Se me hizo presente cuánto extrañaba esto porque de pronto tuve ocasión de hacerlo un rato. Ocurrió con mi vecina. Mi vecina tiene más o menos mi edad y se vino a vivir a este país hace algunos años. Se dedica a algo muy diferente de a lo que me dedico yo, pero a juzgar por las horas a las que nos solemos encontrar en el portal, nuestras vidas tampoco deben de ser tan distintas. Durante el confinamiento empezamos a hablar de balcón a balcón, y ahora a veces quedamos a tomar vino en una casa o la otra para que las noches de viernes con toque de queda resulten menos tristes.

La primera vez tanteamos un poco esos asuntos clave en los que le resumes la vida a una extraña: dónde naciste, a qué te dedicas, qué hobbies tienes. La segunda fuimos ahondando: qué has hecho en los últimos años, ¿te gusta vivir sola?, qué has echado de menos en estos meses. La otra noche, comiendo patatitas sentadas en calcetines sobre mi sofá, ya estábamos hablando de si queremos o no ser madres y de lo que implica haberse criado en un pueblo.

Fue un curioso recordatorio. Poco antes de que empezara el confinamiento, yo estaba muy entregada –qué oportuna, eh– a ese asunto del conocer personas. Mi vida había pegado un par de giros dejando de pronto hueco a eso que rara vez hacemos: quedar con la gente a la que decimos “un día tenemos que quedar”. Hola compañera de clase de hace no sé cuánto, hola amigo de un amigo, hola compa de asamblea, hola poeta que admiro: ¿tomamos un café? Y lo tomamos. Un café o cinco cervezas. 

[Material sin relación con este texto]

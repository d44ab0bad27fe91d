use std::path::PathBuf;

pub const DEFAULT_CATALOG_PATH: &str = "data/catalog.json";

/// Location of the food catalog file.
#[derive(Debug, Clone)]
pub struct CatalogConfig {
    pub path: PathBuf,
}

impl CatalogConfig {
    /// Environment variables:
    /// - CATALOG_PATH: catalog JSON file (default: "data/catalog.json")
    pub fn from_env() -> Self {
        Self::from_value(std::env::var("CATALOG_PATH").ok())
    }

    pub fn from_value(path: Option<String>) -> Self {
        let path = path
            .map(|p| p.trim().to_string())
            .filter(|p| !p.is_empty())
            .unwrap_or_else(|| DEFAULT_CATALOG_PATH.to_string());
        Self {
            path: PathBuf::from(path),
        }
    }
}
use std::sync::Arc;

use catalog::json_source::JsonCatalogSource;
use logger::TracingLogger;
use persistence::plan::repository::PlanRepositoryInMemory;

use business::application::plan::build::BuildWeeklyPlanUseCaseImpl;
use business::application::plan::get_by_id::GetWeeklyPlanUseCaseImpl;
use business::application::plan::list::ListWeeklyPlansUseCaseImpl;
use business::application::shopping_list::aggregate::AggregateShoppingListUseCaseImpl;
use business::domain::catalog::errors::CatalogError;
use business::domain::catalog::food_catalog::FoodCatalog;
use business::domain::catalog::source::CatalogSource;
use business::domain::logger::Logger;
use business::domain::plan::builder::WeeklyPlanBuilder;
use business::domain::plan::settings::PlannerSettings;
use business::domain::plan::use_cases::build::BuildWeeklyPlanUseCase;
use business::domain::plan::use_cases::get_by_id::GetWeeklyPlanUseCase;
use business::domain::plan::use_cases::list::ListWeeklyPlansUseCase;
use business::domain::shopping_list::use_cases::aggregate::AggregateShoppingListUseCase;

use crate::config::app_config::AppConfig;

pub struct DependencyContainer {
    pub build_plan_use_case: Arc<dyn BuildWeeklyPlanUseCase>,
    pub get_plan_use_case: Arc<dyn GetWeeklyPlanUseCase>,
    pub list_plans_use_case: Arc<dyn ListWeeklyPlansUseCase>,
    pub shopping_list_use_case: Arc<dyn AggregateShoppingListUseCase>,
}

impl DependencyContainer {
    /// Loads the catalog from the configured source, then wires use cases.
    pub async fn new(config: &AppConfig) -> Result<Self, CatalogError> {
        let source = JsonCatalogSource::new(config.catalog.path.clone());
        let catalog = FoodCatalog::new(source.load().await?)?;
        TracingLogger.info(&format!(
            "Loaded {} catalog items from {}",
            catalog.len(),
            source.path().display()
        ));

        Ok(Self::with_catalog(
            Arc::new(catalog),
            config.planner.settings.clone(),
        ))
    }

    pub fn with_catalog(catalog: Arc<FoodCatalog>, settings: PlannerSettings) -> Self {
        let logger = Arc::new(TracingLogger);

        // Infrastructure adapters
        let plan_repository = Arc::new(PlanRepositoryInMemory::new());
        let builder = Arc::new(WeeklyPlanBuilder::new(catalog, settings));

        // Plan use cases
        let build_plan_use_case = Arc::new(BuildWeeklyPlanUseCaseImpl {
            builder,
            repository: plan_repository.clone(),
            logger: logger.clone(),
        });
        let get_plan_use_case = Arc::new(GetWeeklyPlanUseCaseImpl {
            repository: plan_repository.clone(),
            logger: logger.clone(),
        });
        let list_plans_use_case = Arc::new(ListWeeklyPlansUseCaseImpl {
            repository: plan_repository.clone(),
            logger: logger.clone(),
        });

        // Shopping list use cases
        let shopping_list_use_case = Arc::new(AggregateShoppingListUseCaseImpl {
            repository: plan_repository,
            logger,
        });

        Self {
            build_plan_use_case,
            get_plan_use_case,
            list_plans_use_case,
            shopping_list_use_case,
        }
    }
}
/// Logging port used by the application layer. Domain algorithms never log.
pub trait Logger: Send + Sync {
    fn info(&self, message: &str);
    fn warn(&self, message: &str);
    fn error(&self, message: &str);
    fn debug(&self, message: &str);
}
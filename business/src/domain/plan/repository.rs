use async_trait::async_trait;
use uuid::Uuid;

use crate::domain::errors::RepositoryError;
use crate::domain::shared::value_objects::UserId;

use super::model::WeeklyPlan;

#[async_trait]
pub trait PlanRepository: Send + Sync {
    /// Plans of other users are reported as `NotFound`.
    async fn get_by_id(&self, id: Uuid, user_id: &UserId) -> Result<WeeklyPlan, RepositoryError>;
    async fn find_by_user(&self, user_id: &UserId) -> Result<Vec<WeeklyPlan>, RepositoryError>;
    /// Inserts or replaces by id.
    async fn save(&self, plan: &WeeklyPlan) -> Result<(), RepositoryError>;
}
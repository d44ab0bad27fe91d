use async_trait::async_trait;
use uuid::Uuid;

use crate::domain::shared::value_objects::UserId;
use crate::domain::shopping_list::errors::ShoppingListError;
use crate::domain::shopping_list::model::ShoppingList;

pub struct AggregateShoppingListParams {
    pub plan_id: Uuid,
    pub user_id: UserId,
}

#[async_trait]
pub trait AggregateShoppingListUseCase: Send + Sync {
    async fn execute(
        &self,
        params: AggregateShoppingListParams,
    ) -> Result<ShoppingList, ShoppingListError>;
}
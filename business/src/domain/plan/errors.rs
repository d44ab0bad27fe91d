use super::value_objects::PlanStatus;
use crate::domain::meal::errors::ComposeError;
use crate::domain::meal::value_objects::SlotType;

#[derive(Debug, thiserror::Error)]
pub enum PlanError {
    #[error("plan.invalid_profile")]
    InvalidProfile(#[from] crate::domain::nutrition::errors::NutritionError),
    #[error("plan.invalid_request")]
    InvalidRequest(String),
    #[error("plan.build_failure")]
    BuildFailure {
        reason: ComposeError,
        day_index: u8,
        slot_type: SlotType,
    },
    #[error("plan.invalid_transition")]
    InvalidTransition { from: PlanStatus, to: PlanStatus },
    #[error("plan.incomplete")]
    Incomplete { day_index: Option<u8> },
    #[error("plan.not_found")]
    NotFound,
    #[error("plan.cancelled")]
    Cancelled,
    #[error("repository.persistence")]
    Repository(#[from] crate::domain::errors::RepositoryError),
}
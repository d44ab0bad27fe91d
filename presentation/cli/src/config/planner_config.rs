use std::collections::BTreeMap;
use std::str::FromStr;

use business::domain::meal::composer::ComposerSettings;
use business::domain::meal::value_objects::SlotType;
use business::domain::plan::settings::{DEFAULT_VARIETY_WINDOW, PlannerSettings, SlotWeights};

/// Planner tuning read from the environment.
///
/// Environment variables:
/// - PLANNER_KCAL_TOLERANCE: relative kcal window per meal (default: 0.07)
/// - PLANNER_MAX_ITEMS: items per meal (default: 4)
/// - PLANNER_MAX_ATTEMPTS: anchors tried per relaxation step (default: 6)
/// - PLANNER_VARIETY_WINDOW: days a dominant item may not repeat (default: 3)
/// - PLANNER_SLOT_WEIGHTS: e.g. "breakfast=25,lunch=35,dinner=30,snack=10"
///
/// Invalid values are logged and replaced by their default.
#[derive(Debug, Clone, PartialEq)]
pub struct PlannerConfig {
    pub settings: PlannerSettings,
}

impl PlannerConfig {
    pub fn from_env() -> Self {
        Self::from_lookup(|key| std::env::var(key).ok())
    }

    pub fn from_lookup(lookup: impl Fn(&str) -> Option<String>) -> Self {
        let defaults = ComposerSettings::default();

        let composer = ComposerSettings {
            kcal_tolerance: parse_or(
                "PLANNER_KCAL_TOLERANCE",
                lookup("PLANNER_KCAL_TOLERANCE"),
                defaults.kcal_tolerance,
                |v: &f64| *v > 0.0 && *v < 1.0,
            ),
            max_items: parse_or(
                "PLANNER_MAX_ITEMS",
                lookup("PLANNER_MAX_ITEMS"),
                defaults.max_items,
                |v: &usize| *v >= 1,
            ),
            max_attempts: parse_or(
                "PLANNER_MAX_ATTEMPTS",
                lookup("PLANNER_MAX_ATTEMPTS"),
                defaults.max_attempts,
                |v: &usize| *v >= 1,
            ),
            max_refinements: defaults.max_refinements,
        };
        let variety_window = parse_or(
            "PLANNER_VARIETY_WINDOW",
            lookup("PLANNER_VARIETY_WINDOW"),
            DEFAULT_VARIETY_WINDOW,
            |v: &usize| *v <= 6,
        );
        let slot_weights = match lookup("PLANNER_SLOT_WEIGHTS") {
            None => SlotWeights::default(),
            Some(raw) => parse_slot_weights(&raw).unwrap_or_else(|e| {
                tracing::warn!("Invalid PLANNER_SLOT_WEIGHTS ({}), using defaults", e);
                SlotWeights::default()
            }),
        };

        Self {
            settings: PlannerSettings {
                composer,
                slot_weights,
                variety_window,
            },
        }
    }
}

fn parse_or<T>(key: &str, raw: Option<String>, default: T, valid: impl Fn(&T) -> bool) -> T
where
    T: FromStr + std::fmt::Debug,
{
    let Some(raw) = raw else {
        return default;
    };
    match raw.trim().parse::<T>() {
        Ok(value) if valid(&value) => value,
        _ => {
            tracing::warn!("Invalid {}={:?}, using default {:?}", key, raw, default);
            default
        }
    }
}

/// Parses `slot=weight` pairs separated by commas.
pub fn parse_slot_weights(raw: &str) -> Result<SlotWeights, String> {
    let mut weights = BTreeMap::new();
    for pair in raw.split(',').map(str::trim).filter(|p| !p.is_empty()) {
        let (slot, weight) = pair
            .split_once('=')
            .ok_or_else(|| format!("Missing '=' in {}", pair))?;
        let slot = slot.trim().to_lowercase().parse::<SlotType>()?;
        let weight = weight
            .trim()
            .parse::<f64>()
            .map_err(|_| format!("Invalid weight in {}", pair))?;
        if weights.insert(slot, weight).is_some() {
            return Err(format!("Duplicated slot {}", slot));
        }
    }
    if weights.is_empty() {
        return Err("No slot weights".to_string());
    }
    SlotWeights::new(weights)
}

#[cfg(test)]
mod tests {
    use std::collections::HashMap;

    use super::*;

    fn config(vars: &[(&str, &str)]) -> PlannerConfig {
        let vars: HashMap<String, String> = vars
            .iter()
            .map(|(k, v)| (k.to_string(), v.to_string()))
            .collect();
        PlannerConfig::from_lookup(|key| vars.get(key).cloned())
    }

    #[test]
    fn should_use_defaults_when_nothing_is_set() {
        let config = config(&[]);

        assert_eq!(config.settings, PlannerSettings::default());
    }

    #[test]
    fn should_read_configured_values() {
        let config = config(&[
            ("PLANNER_KCAL_TOLERANCE", "0.05"),
            ("PLANNER_MAX_ITEMS", "3"),
            ("PLANNER_MAX_ATTEMPTS", "10"),
            ("PLANNER_VARIETY_WINDOW", "0"),
            ("PLANNER_SLOT_WEIGHTS", "lunch=1, dinner=1"),
        ]);

        assert_eq!(config.settings.composer.kcal_tolerance, 0.05);
        assert_eq!(config.settings.composer.max_items, 3);
        assert_eq!(config.settings.composer.max_attempts, 10);
        assert_eq!(config.settings.variety_window, 0);
        assert_eq!(config.settings.slot_weights.weight(SlotType::Lunch), Some(1.0));
        assert_eq!(config.settings.slot_weights.weight(SlotType::Snack), None);
    }

    #[test]
    fn should_fall_back_on_invalid_values() {
        let config = config(&[
            ("PLANNER_KCAL_TOLERANCE", "1.5"),
            ("PLANNER_MAX_ITEMS", "many"),
            ("PLANNER_SLOT_WEIGHTS", "brunch=10"),
        ]);

        assert_eq!(config.settings.composer.kcal_tolerance, 0.07);
        assert_eq!(config.settings.composer.max_items, 4);
        assert_eq!(config.settings.slot_weights, SlotWeights::default());
    }

    #[test]
    fn should_reject_malformed_slot_weights() {
        assert!(parse_slot_weights("").is_err());
        assert!(parse_slot_weights("lunch").is_err());
        assert!(parse_slot_weights("lunch=abc").is_err());
        assert!(parse_slot_weights("lunch=1,lunch=2").is_err());
        assert!(parse_slot_weights("lunch=-1").is_err());
    }
}
use std::process::ExitCode;

use clap::Parser;
use dotenvy::dotenv;

mod cli {
    pub mod args;
    pub mod dto;
    pub mod error;
    pub mod error_mapper;
    pub mod runner;
}
mod config {
    pub mod app_config;
    pub mod catalog_config;
    pub mod planner_config;
}
mod setup {
    pub mod dependency_injection;
}

use cli::args::Cli;
use cli::error::IntoCliError;
use cli::runner::{self, CliFailure};
use config::app_config::AppConfig;
use setup::dependency_injection::DependencyContainer;

/// Meal planner entry point
///
/// Reads a plan request, builds the weekly plan against the food catalog and
/// prints the plan with its shopping list as JSON on stdout. Failures are
/// printed as `{name, message}` on stderr with a non-zero exit code.
#[tokio::main]
async fn main() -> anyhow::Result<ExitCode> {
    // 1. Load environment variables
    dotenv().ok();

    // 2. Initialize tracing with RUST_LOG env filter, on stderr so stdout stays JSON
    let env_filter = tracing_subscriber::EnvFilter::try_from_default_env()
        .unwrap_or_else(|_| tracing_subscriber::EnvFilter::new("info"));
    tracing_subscriber::fmt()
        .with_env_filter(env_filter)
        .with_writer(std::io::stderr)
        .init();

    // 3. Load configuration
    let args = Cli::parse();
    let mut config = AppConfig::from_env();
    if let Some(path) = args.catalog {
        config.catalog.path = path;
    }

    // 4. Wire dependencies
    let container = match DependencyContainer::new(&config).await {
        Ok(container) => container,
        Err(e) => return report(e.into_cli_error()),
    };

    // 5. Run
    let request = match runner::load_request(&args.request).await {
        Ok(request) => request,
        Err(failure) => return report(failure),
    };
    match runner::run(&container, request).await {
        Ok(output) => {
            let json = if args.pretty {
                serde_json::to_string_pretty(&output)?
            } else {
                serde_json::to_string(&output)?
            };
            println!("{}", json);
            Ok(ExitCode::SUCCESS)
        }
        Err(failure) => report(failure),
    }
}

fn report((status, response): CliFailure) -> anyhow::Result<ExitCode> {
    eprintln!("{}", serde_json::to_string(&response)?);
    Ok(status.into())
}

Y en ese café, en esos cuatro vinos, lo que una tiene es un mundo por delante. Lo que una tiene son los ojos y las orejas abiertas a una vida. Lo que una tiene es una posibilidad sin nombre, hilos de los que tirar, conexiones que ir vislumbrando. Una conversación-conversación, sin compromisos ni lugares a los que llegar. La posibilidad de contarse como se quiera: de elegir por dónde empezar, qué destacar, qué omitir. 

Es muy revelador. Por un lado, te descubres, quizá, siendo más la tú que realmente corresponde a este momento de tu vida de lo que eres capaz de ser en las conversaciones con gente que ya te conoce. Porque con quienes ya nos conocen somos quienes somos, esa construcción que se va consolidando con el tiempo y que, sin ser mentira, tampoco está necesariamente actualizada. 

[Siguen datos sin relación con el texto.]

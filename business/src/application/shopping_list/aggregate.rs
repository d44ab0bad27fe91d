use std::sync::Arc;

use async_trait::async_trait;

use crate::domain::errors::RepositoryError;
use crate::domain::logger::Logger;
use crate::domain::plan::repository::PlanRepository;
use crate::domain::shopping_list::errors::ShoppingListError;
use crate::domain::shopping_list::model::ShoppingList;
use crate::domain::shopping_list::use_cases::aggregate::{
    AggregateShoppingListParams, AggregateShoppingListUseCase,
};

pub struct AggregateShoppingListUseCaseImpl {
    pub repository: Arc<dyn PlanRepository>,
    pub logger: Arc<dyn Logger>,
}

#[async_trait]
impl AggregateShoppingListUseCase for AggregateShoppingListUseCaseImpl {
    async fn execute(
        &self,
        params: AggregateShoppingListParams,
    ) -> Result<ShoppingList, ShoppingListError> {
        self.logger
            .info(&format!("Aggregating shopping list for plan {}", params.plan_id));

        let plan = self
            .repository
            .get_by_id(params.plan_id, &params.user_id)
            .await
            .map_err(|e| match e {
                RepositoryError::NotFound => ShoppingListError::PlanNotFound,
                other => ShoppingListError::Repository(other),
            })?;

        let list = ShoppingList::from_plan(&plan).inspect_err(|e| {
            self.logger.warn(&format!(
                "Shopping list refused for plan {}: {:?}",
                plan.id, e
            ));
        })?;

        self.logger.info(&format!(
            "Shopping list for plan {} has {} entries",
            plan.id,
            list.entries.len()
        ));
        Ok(list)
    }
}

#[cfg(test)]
mod tests {
    use super::*;
    use crate::domain::fixtures::sample_catalog;
    use crate::domain::nutrition::model::NutrientTarget;
    use crate::domain::plan::builder::{BuildPlanRequest, WeeklyPlanBuilder};
    use crate::domain::plan::model::WeeklyPlan;
    use crate::domain::plan::settings::PlannerSettings;
    use crate::domain::plan::value_objects::PlanStatus;
    use crate::domain::shared::value_objects::UserId;
    use chrono::NaiveDate;
    use mockall::mock;
    use uuid::Uuid;

    mock! {
        pub PlanRepo {}

        #[async_trait]
        impl PlanRepository for PlanRepo {
            async fn get_by_id(&self, id: Uuid, user_id: &UserId) -> Result<WeeklyPlan, RepositoryError>;
            async fn find_by_user(&self, user_id: &UserId) -> Result<Vec<WeeklyPlan>, RepositoryError>;
            async fn save(&self, plan: &WeeklyPlan) -> Result<(), RepositoryError>;
        }
    }

    mock! {
        pub Log {}

        impl Logger for Log {
            fn info(&self, message: &str);
            fn warn(&self, message: &str);
            fn error(&self, message: &str);
            fn debug(&self, message: &str);
        }
    }

    fn mock_logger() -> Arc<dyn Logger> {
        let mut logger = MockLog::new();
        logger.expect_info().returning(|_| ());
        logger.expect_warn().returning(|_| ());
        logger.expect_error().returning(|_| ());
        logger.expect_debug().returning(|_| ());
        Arc::new(logger)
    }

    fn plan() -> WeeklyPlan {
        let builder = WeeklyPlanBuilder::new(sample_catalog(), PlannerSettings::default());
        let request = BuildPlanRequest::new(
            UserId::new("user-1"),
            NaiveDate::from_ymd_opt(2026, 10, 19).unwrap(),
            NutrientTarget::new(2000.0, 150.0, 200.0, 60.0).unwrap(),
        );
        builder.build(&request).unwrap()
    }

    #[tokio::test]
    async fn should_aggregate_every_item_of_the_plan() {
        let plan = plan();
        let plan_id = plan.id;
        let expected_grams: f64 = plan
            .meal_slots()
            .flat_map(|m| m.items.iter())
            .map(|i| i.grams)
            .sum();
        let fingerprint = plan.fingerprint();
        let mut mock_repo = MockPlanRepo::new();
        mock_repo
            .expect_get_by_id()
            .withf(move |id, _| *id == plan_id)
            .returning(move |_, _| Ok(plan.clone()));

        let use_case = AggregateShoppingListUseCaseImpl {
            repository: Arc::new(mock_repo),
            logger: mock_logger(),
        };

        let list = use_case
            .execute(AggregateShoppingListParams {
                plan_id,
                user_id: UserId::new("user-1"),
            })
            .await
            .unwrap();

        assert_eq!(list.plan_id, plan_id);
        assert_eq!(list.plan_fingerprint, fingerprint);
        assert!((list.total_grams() - expected_grams).abs() < 1e-6);
        assert!(
            list.entries
                .windows(2)
                .all(|w| (w[0].category, &w[0].ingredient_name) < (w[1].category, &w[1].ingredient_name))
        );
    }

    #[tokio::test]
    async fn should_return_plan_not_found() {
        let mut mock_repo = MockPlanRepo::new();
        mock_repo
            .expect_get_by_id()
            .returning(|_, _| Err(RepositoryError::NotFound));

        let use_case = AggregateShoppingListUseCaseImpl {
            repository: Arc::new(mock_repo),
            logger: mock_logger(),
        };

        let result = use_case
            .execute(AggregateShoppingListParams {
                plan_id: Uuid::new_v4(),
                user_id: UserId::new("user-1"),
            })
            .await;

        assert!(matches!(
            result.unwrap_err(),
            ShoppingListError::PlanNotFound
        ));
    }

    #[tokio::test]
    async fn should_refuse_archived_plan() {
        let mut archived = plan();
        archived.archive().unwrap();
        let mut mock_repo = MockPlanRepo::new();
        mock_repo
            .expect_get_by_id()
            .returning(move |_, _| Ok(archived.clone()));

        let use_case = AggregateShoppingListUseCaseImpl {
            repository: Arc::new(mock_repo),
            logger: mock_logger(),
        };

        let result = use_case
            .execute(AggregateShoppingListParams {
                plan_id: Uuid::new_v4(),
                user_id: UserId::new("user-1"),
            })
            .await;

        assert!(matches!(
            result.unwrap_err(),
            ShoppingListError::InvalidState {
                status: PlanStatus::Archived
            }
        ));
    }
}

Pero entre desconocidas, de pronto esa persona te dice: “Oye, eso es súper interesante”; y tú te dices: “Vaya, pues sí”. O te dice: “Qué mierda eso, qué marrón”; y así te das cuenta. El caso es que hay un lienzo en blanco frente a las postureos y los disimulos cotidianos que ya nos pasan hasta inadvertidos

Y, al mismo tiempo, tener enfrente a alguien hablando-hablando, siendo-siendo, es un maravilloso recordatorio de lo lleno que está de gente el mundo. De lo interesante que puede ser cualquiera a quien le prestemos atención un ratito. De la cantidad de cosas de las que no sabemos nada. De lo aleatorio que es tener cerca a quienes tenemos cerca, de cómo de fácil sería que nuestros seres queridos fueran simplemente otros. 

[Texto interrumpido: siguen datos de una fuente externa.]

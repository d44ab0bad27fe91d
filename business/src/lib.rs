pub mod application {
    pub mod plan {
        pub mod build;
        pub mod get_by_id;
        pub mod list;
    }
    pub mod shopping_list {
        pub mod aggregate;
    }
}

pub mod domain {
    pub mod errors;
    #[cfg(test)]
    pub(crate) mod fixtures;
    pub mod logger;
    pub mod catalog {
        pub mod errors;
        pub mod food_catalog;
        pub mod model;
        pub mod source;
        pub mod value_objects;
    }
    pub mod meal {
        pub mod composer;
        pub mod errors;
        pub mod model;
        pub mod value_objects;
    }
    pub mod nutrition {
        pub mod errors;
        pub mod model;
    }
    pub mod plan {
        pub mod builder;
        pub mod errors;
        pub mod model;
        pub mod repository;
        pub mod settings;
        pub mod value_objects;
        pub mod use_cases {
            pub mod build;
            pub mod get_by_id;
            pub mod list;
        }
    }
    pub mod shared {
        pub mod value_objects;
    }
    pub mod shopping_list {
        pub mod aggregator;
        pub mod errors;
        pub mod model;
        pub mod normalize;
        pub mod use_cases {
            pub mod aggregate;
        }
    }
}
//! 暴露给脚本的原生资源
//!
//! - [`DoubleMap`]: 交给 Lua 的字符串到数值映射
//! - [`registry`]: 宿主侧的映射注册表，持有所有映射并分配 id

pub mod registry;

pub use registry::{MapId, MapRegistry, Ownership, SharedRegistry};

use std::collections::HashMap;

/// 字节串键到 `f64` 值的映射
///
/// 键按原始字节保存，含 NUL 的 Lua 字符串保留完整长度。迭代顺序不固定。
#[derive(Debug, Clone, Default, PartialEq)]
pub struct DoubleMap {
    entries: HashMap<Vec<u8>, f64>,
}

impl DoubleMap {
    pub fn new() -> Self {
        Self::default()
    }

    /// 读取 `key` 对应的值，从未写入时返回 `None`
    pub fn get(&self, key: impl AsRef<[u8]>) -> Option<f64> {
        self.entries.get(key.as_ref()).copied()
    }

    /// 插入或覆盖 `key`，返回旧值
    pub fn insert(&mut self, key: impl Into<Vec<u8>>, value: f64) -> Option<f64> {
        self.entries.insert(key.into(), value)
    }

    pub fn contains_key(&self, key: impl AsRef<[u8]>) -> bool {
        self.entries.contains_key(key.as_ref())
    }

    pub fn len(&self) -> usize {
        self.entries.len()
    }

    pub fn is_empty(&self) -> bool {
        self.entries.is_empty()
    }
}

impl<K: Into<Vec<u8>>> FromIterator<(K, f64)> for DoubleMap {
    fn from_iter<I: IntoIterator<Item = (K, f64)>>(iter: I) -> Self {
        let mut map = DoubleMap::new();
        for (key, value) in iter {
            map.insert(key, value);
        }
        map
    }
}

#[cfg(test)]
mod tests {
    use super::*;
    use proptest::prelude::*;

    #[test]
    fn test_missing_key_is_absent() {
        let map = DoubleMap::new();
        assert_eq!(map.get("test1"), None);
        assert!(map.is_empty());
    }

    #[test]
    fn test_zero_is_not_absent() {
        let mut map = DoubleMap::new();
        map.insert("zero", 0.0);
        assert_eq!(map.get("zero"), Some(0.0));
        assert_eq!(map.get("other"), None);
    }

    #[test]
    fn test_embedded_nul_keys() {
        let mut map = DoubleMap::new();
        map.insert(&b"a\0b"[..], 1.0);
        map.insert("a", 2.0);

        assert_eq!(map.get(b"a\0b"), Some(1.0));
        assert_eq!(map.get("a"), Some(2.0));
        assert_eq!(map.len(), 2);
    }

    #[test]
    fn test_from_iter() {
        let map: DoubleMap = [("test1", 0.012), ("test2", 1.234)].into_iter().collect();
        assert_eq!(map.get("test1"), Some(0.012));
        assert_eq!(map.get("test2"), Some(1.234));
    }

    proptest! {
        #[test]
        fn prop_write_then_read(key in proptest::collection::vec(any::<u8>(), 0..32), value in any::<f64>()) {
            let mut map = DoubleMap::new();
            map.insert(key.clone(), value);
            let read = map.get(&key).unwrap();
            prop_assert!(read == value || (read.is_nan() && value.is_nan()));
        }

        #[test]
        fn prop_last_write_wins(key in "[a-z]{1,8}", first in -1e9f64..1e9, second in -1e9f64..1e9) {
            let mut map = DoubleMap::new();
            map.insert(key.as_str(), first);
            prop_assert_eq!(map.insert(key.as_str(), second), Some(first));
            prop_assert_eq!(map.get(&key), Some(second));
        }
    }
}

Pero ya os digo, luego llegó la pandemia y se acabó. Ya nada de conocer gente, nada, salvo este episodio de mi vecina recordándome tiempos mejores. Siempre caras familiares en la pantalla, días de la marmota recontados a los mismos rostros –os quiero mucho, eh, pero también quiero poder traeros noticias de otros mundos–. Si hasta con la vecina pasa que a la cuarta vez ya seremos conocidas, otra suave rutina en la que no conviene acabar a malas. 

¡Desconocidos quiero, desconocidas! Hablar, hablar, hablar en el mercado, en el metro, en el parque, con quien está en la mesa de al lado en un bar. Hablar de nada o entablar una conversación metafísica, hablar en la calle, hablar en la cola, hablar sin saber a dónde estamos yendo. Cruzarse un momento y ya está, sorprenderse, atisbar vidas que no conocemos y sabes que hay algo más allá de los cuatro lados de nuestras pantallas y las cuatro paredes de nuestro confín.

Ay, qué ganas, de verdad. 

Qué ganas de coger un tren a cualquier parte.